Amid the many weird, ultrarich hobbies that consume the Roy family on Succession, none are as strange as the hobbies that consume Connor Roy. The awkward half-brother of the family, Connor (Alan Ruck) is very interested in launching his libertarian presidential campaign, buying out the world’s water supplies, and, as he reveals in Sunday’s season premiere, buying “Napoleonica.” Specifically, Napoleon’s shriveled penis.
While meeting up with the rest of the family in “The Summer Palace,” Roy’s dealer alerts him that Napoleon’s penis has just gone on the auction market, and he is very excited about it. Like much else in Succession, there’s actually a large amount of truth here. Yes, Napoleon’s severed penis is something that people have bought and sold. But no, right now, it’s not on the market.
The story begins back after Napoleon lost the Battle of Waterloo, when he was exiled to the island of St. Helena. According to some accounts, when Napoleon died during his exile, the doctors cut up parts of his body, including his penis, and stole them away, because how better to continue to humiliate him? The penis’s journey is hard to track after that point, but it supposedly reemerged on the market in London circa 1927 and then traveled around for decades — while the British tabloids made fun of its size — until John J. Lattimer, an American urologist, purchased it in 1997.

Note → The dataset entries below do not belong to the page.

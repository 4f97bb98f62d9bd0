//! User registry trait.

use std::sync::Arc;

use async_trait::async_trait;

use crate::error::StoreError;
use crate::record::{Assignment, Registry, UsageEvent, UsageLog, UserRecord};

/// Data-access trait for the user registry and usage log.
///
/// Callers pass emails already trimmed and lowercased. `assign` must be
/// atomic: two concurrent calls for the same email yield one record.
#[async_trait]
pub trait UserStore: Send + Sync {
    /// Return the user's assignment, creating it when absent.
    async fn assign(
        &self,
        email: &str,
        pool_size: usize,
        user_agent: Option<&str>,
    ) -> Result<Assignment, StoreError>;

    /// Look up a single user.
    async fn get(&self, email: &str) -> Result<Option<UserRecord>, StoreError>;

    /// Snapshot of the whole registry.
    async fn users(&self) -> Result<Registry, StoreError>;

    /// Log a usage event and update the user's counters.
    ///
    /// Returns `Ok(false)` if the email is not registered. The event is
    /// appended to the usage log either way.
    async fn record_usage(&self, email: &str, event: UsageEvent) -> Result<bool, StoreError>;

    /// Snapshot of the usage log.
    async fn usage(&self) -> Result<UsageLog, StoreError>;
}

#[async_trait]
impl<S: UserStore + ?Sized> UserStore for Arc<S> {
    #[inline]
    async fn assign(
        &self,
        email: &str,
        pool_size: usize,
        user_agent: Option<&str>,
    ) -> Result<Assignment, StoreError> {
        (**self).assign(email, pool_size, user_agent).await
    }

    #[inline]
    async fn get(&self, email: &str) -> Result<Option<UserRecord>, StoreError> {
        (**self).get(email).await
    }

    #[inline]
    async fn users(&self) -> Result<Registry, StoreError> {
        (**self).users().await
    }

    #[inline]
    async fn record_usage(&self, email: &str, event: UsageEvent) -> Result<bool, StoreError> {
        (**self).record_usage(email, event).await
    }

    #[inline]
    async fn usage(&self) -> Result<UsageLog, StoreError> {
        (**self).usage().await
    }
}

#[async_trait]
impl<S: UserStore + ?Sized> UserStore for Box<S> {
    #[inline]
    async fn assign(
        &self,
        email: &str,
        pool_size: usize,
        user_agent: Option<&str>,
    ) -> Result<Assignment, StoreError> {
        (**self).assign(email, pool_size, user_agent).await
    }

    #[inline]
    async fn get(&self, email: &str) -> Result<Option<UserRecord>, StoreError> {
        (**self).get(email).await
    }

    #[inline]
    async fn users(&self) -> Result<Registry, StoreError> {
        (**self).users().await
    }

    #[inline]
    async fn record_usage(&self, email: &str, event: UsageEvent) -> Result<bool, StoreError> {
        (**self).record_usage(email, event).await
    }

    #[inline]
    async fn usage(&self) -> Result<UsageLog, StoreError> {
        (**self).usage().await
    }
}
//! ElevenLabs conversational AI client.

use async_trait::async_trait;
use keyrelay_config::VoiceConfig;
use reqwest::Client;
use serde::Deserialize;

use super::{UpstreamError, VoiceBackend, status_error};

const SERVICE: &str = "ElevenLabs";

#[derive(Debug, Clone)]
pub struct VoiceClient {
    client: Client,
    signed_url_endpoint: String,
}

impl VoiceClient {
    pub fn new(client: Client, config: &VoiceConfig) -> Self {
        let base = config.base_url.trim_end_matches('/');
        Self {
            client,
            signed_url_endpoint: format!("{base}/v1/convai/conversation/get-signed-url"),
        }
    }
}

#[derive(Deserialize)]
struct SignedUrlResponse {
    signed_url: Option<String>,
}

#[async_trait]
impl VoiceBackend for VoiceClient {
    async fn signed_url(&self, api_key: &str, agent_id: &str) -> Result<String, UpstreamError> {
        let resp = self
            .client
            .get(&self.signed_url_endpoint)
            .query(&[("agent_id", agent_id)])
            .header("xi-api-key", api_key)
            .send()
            .await?;

        if !resp.status().is_success() {
            return Err(status_error(SERVICE, resp).await);
        }

        let parsed: SignedUrlResponse = resp.json().await?;
        parsed
            .signed_url
            .filter(|u| !u.is_empty())
            .ok_or_else(|| UpstreamError::Decode("missing signed_url".into()))
    }
}
//! Client-key gated conversations for embedded widgets.
//!
//! Each call is charged against the caller's client key before the upstream
//! request goes out, so concurrent calls can never overrun the quota. A
//! failed upstream call still counts.

use std::sync::Arc;

use keyrelay_store::{KeyPool, KeyStore, StoreError};
use serde::Serialize;
use time::OffsetDateTime;
use tracing::{debug, info};

use crate::error::{ApiError, ErrorPolicy};
use crate::upstream::{ChatBackend, ChatRequest};

const DEFAULT_LANGUAGE: &str = "tr";
const TEXT_MODE: &str = "text";

/// One widget request, as received.
#[derive(Debug, Clone, Copy, Default)]
pub struct ConversationRequest<'a> {
    pub client_key: Option<&'a str>,
    pub message: Option<&'a str>,
    pub session_id: Option<&'a str>,
    pub language: Option<&'a str>,
    pub mode: Option<&'a str>,
}

#[derive(Debug, Clone, Serialize)]
pub struct ClientUsage {
    pub used: u64,
    pub limit: u64,
    pub remaining: i64,
    pub company: String,
}

#[derive(Debug, Clone, Serialize)]
#[serde(rename_all = "camelCase")]
pub struct ConversationMetadata {
    pub session_id: Option<String>,
    pub language: String,
    pub mode: &'static str,
    #[serde(with = "time::serde::rfc3339")]
    pub timestamp: OffsetDateTime,
}

#[derive(Debug, Clone, Serialize)]
pub struct ConversationOutcome {
    pub success: bool,
    pub response: String,
    pub usage: ClientUsage,
    pub metadata: ConversationMetadata,
}

pub struct ConversationService {
    backend: Arc<dyn ChatBackend>,
    clients: Arc<dyn KeyStore>,
    pool: KeyPool,
    errors: ErrorPolicy,
}

impl ConversationService {
    pub fn new(
        backend: Arc<dyn ChatBackend>,
        clients: Arc<dyn KeyStore>,
        pool: KeyPool,
        errors: ErrorPolicy,
    ) -> Self {
        Self {
            backend,
            clients,
            pool,
            errors,
        }
    }

    /// Charge the client key, then answer `message` with the first pool key.
    pub async fn converse(
        &self,
        request: ConversationRequest<'_>,
    ) -> Result<ConversationOutcome, ApiError> {
        let Some(client_key) = request.client_key.map(str::trim).filter(|k| !k.is_empty())
        else {
            return Err(invalid_key());
        };
        let mode = request.mode.unwrap_or(TEXT_MODE);
        if mode != TEXT_MODE {
            return Err(ApiError::Validation(format!("Unsupported mode: {mode}")));
        }
        let Some(message) = request.message.filter(|m| !m.trim().is_empty()) else {
            return Err(ApiError::Validation("Message is required".into()));
        };
        let Some(api_key) = self.pool.get(0) else {
            return Err(ApiError::Configuration("No valid API keys configured".into()));
        };

        let client = self
            .clients
            .consume(client_key)
            .await
            .map_err(|e| match e {
                StoreError::NotFound | StoreError::Inactive => {
                    debug!(error = %e, "client key rejected");
                    invalid_key()
                }
                other => self.errors.store(other),
            })?;

        let language = request.language.unwrap_or(DEFAULT_LANGUAGE);
        let persona = format!(
            "You are a helpful customer service assistant for {}. Respond in {}.",
            client.company,
            if language == "tr" { "Turkish" } else { "English" }
        );

        let now = OffsetDateTime::now_utc();
        let response = self
            .backend
            .complete(ChatRequest {
                api_key,
                message,
                stream: false,
                now,
                persona: Some(&persona),
            })
            .await
            .map_err(|e| self.errors.upstream(e, "Claude API request failed"))?;

        info!(
            company = %client.company,
            used = client.used,
            limit = client.limit,
            message_length = message.chars().count(),
            "client conversation relayed"
        );

        Ok(ConversationOutcome {
            success: true,
            response,
            usage: ClientUsage {
                used: client.used,
                limit: client.limit,
                remaining: client.remaining(),
                company: client.company,
            },
            metadata: ConversationMetadata {
                session_id: request.session_id.map(str::to_string),
                language: language.to_string(),
                mode: TEXT_MODE,
                timestamp: now,
            },
        })
    }
}

fn invalid_key() -> ApiError {
    ApiError::Forbidden("Invalid or inactive API key".into())
}
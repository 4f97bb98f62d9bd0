//! CLI module for keyrelay-server.
//!
//! Used both by the standalone `keyrelay-server` binary and as the `server`
//! subcommand of the unified `keyrelay` CLI.

use std::io;
use std::path::PathBuf;

use clap::Parser;
use keyrelay_config::{
    CliOverrides, LoggingConfig, Secrets, apply_overrides, load_config_or_default,
    validate_config,
};
use keyrelay_core::DEFAULT_LOG_LEVEL;
use tracing::{info, warn};
use tracing_subscriber::{EnvFilter, fmt, layer::SubscriberExt, util::SubscriberInitExt};

use crate::{CancellationToken, run_with_shutdown};

/// keyrelay server CLI arguments.
#[derive(Parser, Debug, Clone)]
#[command(
    name = "keyrelay-server",
    version,
    about = "API-key pool assignment and chat relay service"
)]
pub struct ServerArgs {
    /// Config file path (json/jsonc/yaml/toml). Defaults apply when omitted.
    #[arg(short, long, env = "KEYRELAY_CONFIG")]
    pub config: Option<PathBuf>,

    #[command(flatten)]
    pub overrides: CliOverrides,
}

/// Run the server with the given arguments.
pub async fn run(args: ServerArgs) -> Result<(), Box<dyn std::error::Error>> {
    let mut config = load_config_or_default(args.config.as_deref())?;
    apply_overrides(&mut config, &args.overrides);
    validate_config(&config)?;

    init_tracing(&config.logging);
    if let Some(path) = &args.config {
        info!(path = %path.display(), "configuration loaded");
    }

    let secrets = Secrets::from_env(&config.keys);

    let shutdown = CancellationToken::new();
    let shutdown_signal = shutdown.clone();
    tokio::spawn(async move {
        shutdown_signal_handler().await;
        info!("shutdown signal received");
        shutdown_signal.cancel();
    });

    run_with_shutdown(config, secrets, shutdown).await?;
    Ok(())
}

/// Wait for shutdown signals (SIGTERM, SIGINT).
async fn shutdown_signal_handler() {
    let ctrl_c = async {
        if let Err(e) = tokio::signal::ctrl_c().await {
            warn!("failed to listen for Ctrl+C: {}", e);
            std::future::pending::<()>().await;
        }
    };

    #[cfg(unix)]
    let terminate = async {
        match tokio::signal::unix::signal(tokio::signal::unix::SignalKind::terminate()) {
            Ok(mut sig) => {
                sig.recv().await;
            }
            Err(e) => {
                warn!("failed to listen for SIGTERM: {}", e);
                std::future::pending::<()>().await;
            }
        }
    };

    #[cfg(not(unix))]
    let terminate = std::future::pending::<()>();

    tokio::select! {
        _ = ctrl_c => {}
        _ = terminate => {}
    }
}

/// Assemble the `EnvFilter` directive string from the logging config.
fn filter_directives(config: &LoggingConfig) -> String {
    let mut filter = config
        .level
        .clone()
        .unwrap_or_else(|| DEFAULT_LOG_LEVEL.to_string());
    let mut modules: Vec<_> = config.filters.iter().collect();
    modules.sort();
    for (module, level) in modules {
        filter.push_str(&format!(",{module}={level}"));
    }
    filter
}

/// Initialize the tracing subscriber.
///
/// - `level`: base level (trace, debug, info, warn, error)
/// - `format`: json, pretty or compact. Default: pretty
/// - `output`: stdout or stderr. Default: stderr
/// - `filters`: per-module level overrides
fn init_tracing(config: &LoggingConfig) {
    let filter = EnvFilter::try_new(filter_directives(config))
        .unwrap_or_else(|_| EnvFilter::new(DEFAULT_LOG_LEVEL));

    let format = config.format.as_deref().unwrap_or("pretty");
    let output = config.output.as_deref().unwrap_or("stderr");

    match (format, output) {
        ("json", "stdout") => tracing_subscriber::registry()
            .with(filter)
            .with(fmt::layer().json().with_writer(io::stdout))
            .init(),
        ("json", _) => tracing_subscriber::registry()
            .with(filter)
            .with(fmt::layer().json().with_writer(io::stderr))
            .init(),
        ("compact", "stdout") => tracing_subscriber::registry()
            .with(filter)
            .with(fmt::layer().compact().with_writer(io::stdout))
            .init(),
        ("compact", _) => tracing_subscriber::registry()
            .with(filter)
            .with(fmt::layer().compact().with_writer(io::stderr))
            .init(),
        (_, "stdout") => tracing_subscriber::registry()
            .with(filter)
            .with(fmt::layer().with_writer(io::stdout))
            .init(),
        _ => tracing_subscriber::registry()
            .with(filter)
            .with(fmt::layer().with_writer(io::stderr))
            .init(),
    }
}
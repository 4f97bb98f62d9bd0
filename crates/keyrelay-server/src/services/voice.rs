//! Voice agent lookup and signed conversation URLs.

use std::sync::Arc;

use keyrelay_config::Secrets;
use serde::Serialize;
use tracing::warn;

use crate::error::{ApiError, ErrorPolicy};
use crate::upstream::VoiceBackend;

#[derive(Debug, Clone, PartialEq, Serialize)]
pub struct SignedUrl {
    pub signed_url: String,
    pub agent_id: String,
}

/// Default and optional secondary agent, each with its own API key.
pub struct VoiceService {
    backend: Arc<dyn VoiceBackend>,
    agent_id: Option<String>,
    api_key: Option<String>,
    agent_id_2: Option<String>,
    api_key_2: Option<String>,
    errors: ErrorPolicy,
}

impl VoiceService {
    pub fn new(backend: Arc<dyn VoiceBackend>, secrets: &Secrets, errors: ErrorPolicy) -> Self {
        Self {
            backend,
            agent_id: secrets.elevenlabs_agent_id.clone(),
            api_key: secrets.elevenlabs_api_key.clone(),
            agent_id_2: secrets.elevenlabs_agent_id_2.clone(),
            api_key_2: secrets.elevenlabs_api_key_2.clone(),
            errors,
        }
    }

    /// The default agent id.
    pub fn agent_id(&self) -> Result<&str, ApiError> {
        self.agent_id
            .as_deref()
            .ok_or_else(|| ApiError::Configuration("Agent ID not configured".into()))
    }

    /// Pick the agent and key for `requested`.
    ///
    /// The secondary agent is used only when it is requested and has its own
    /// key. Anything else falls back to the default agent.
    fn resolve(&self, requested: Option<&str>) -> Result<(&str, &str), ApiError> {
        let default_agent = self.agent_id()?;
        if let (Some(agent_2), Some(key_2)) = (self.agent_id_2.as_deref(), self.api_key_2.as_deref())
        {
            if requested == Some(agent_2) {
                return Ok((agent_2, key_2));
            }
        }
        if let Some(other) = requested.filter(|r| *r != default_agent) {
            warn!(agent_id = other, "requested agent not in allowed list, using default");
        }
        let key = self
            .api_key
            .as_deref()
            .ok_or_else(|| ApiError::Configuration("ElevenLabs API key not configured".into()))?;
        Ok((default_agent, key))
    }

    pub async fn signed_url(&self, requested: Option<&str>) -> Result<SignedUrl, ApiError> {
        let (agent_id, api_key) = self.resolve(requested.filter(|r| !r.is_empty()))?;
        let signed_url = self
            .backend
            .signed_url(api_key, agent_id)
            .await
            .map_err(|e| self.errors.upstream(e, "Failed to generate signed URL"))?;
        Ok(SignedUrl {
            signed_url,
            agent_id: agent_id.to_string(),
        })
    }
}
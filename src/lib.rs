//! # keyrelay
//!
//! Hands out Claude API keys from a fixed pool, relays chat messages with a
//! usage estimate, and reports aggregate usage to administrators.
//!
//! ## Crates
//!
//! - [`keyrelay_core`] - Shared constants and defaults
//! - [`keyrelay_config`] - Configuration loading, secrets and validation
//! - [`keyrelay_store`] - User registry, usage log, client keys and reports
//! - [`keyrelay_server`] - HTTP service and upstream clients

pub use keyrelay_config as config;
pub use keyrelay_core as core;
pub use keyrelay_server as server;
pub use keyrelay_store as store;

/// Prelude module for convenient imports.
pub mod prelude {
    pub use keyrelay_config::{Config, Secrets, load_config, validate_config};
    pub use keyrelay_server::{AppState, CancellationToken, ServerError, run_with_shutdown};
    pub use keyrelay_store::{JsonFileStore, KeyPool, KeyStore, MemoryStore, UserStore};
}
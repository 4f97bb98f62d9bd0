//! Error kind constants for logging.
//!
//! Every HTTP-facing failure is tagged with one of these so log queries can
//! group them without parsing messages.

/// Missing or malformed request field.
pub const ERROR_VALIDATION: &str = "validation";
/// Bad or missing admin credential or client key.
pub const ERROR_AUTH: &str = "auth";
/// Client key quota exhausted.
pub const ERROR_QUOTA: &str = "quota";
/// Unknown resource.
pub const ERROR_NOT_FOUND: &str = "not_found";
/// Required configuration or secret is missing.
pub const ERROR_CONFIG: &str = "config";
/// Non-success response from an upstream API.
pub const ERROR_UPSTREAM: &str = "upstream";
/// Anything unexpected.
pub const ERROR_INTERNAL: &str = "internal";
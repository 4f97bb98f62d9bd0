//! Core constants shared across keyrelay crates.
//!
//! This crate provides:
//! - Default configuration values
//! - Error kind constants for logging
//! - Common project metadata

pub mod defaults;
pub mod errors;

// Re-export commonly used items at crate root
pub use defaults::*;
pub use errors::*;

/// Project name.
pub const PROJECT_NAME: &str = "keyrelay";
/// Project version (from Cargo.toml).
pub const VERSION: &str = env!("CARGO_PKG_VERSION");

Now, the penis is in possession of John’s daughter Evan Lattimer, according to Tony Perrottet, who wrote a book on the subject. Perrottet went to view the penis in question at the Lattimers’ residence in New Jersey. In a phone interview with Vulture, Perrottet said he isn’t sure of the penis’s exact location because he’s since fallen out with Evan, though he hasn’t heard anything about it hitting the market. Sorry, Connor.
Now, for the important question: What does Napoleon’s penis look like? In Succession, Willa describes the penis as sort of like a “strip of beef jerky,” but Perrottet said it’s more “pale and grayish. It’s like a baby’s finger, curled up.” Curled up like a baby’s finger? Honestly, that’s a great Succession insult.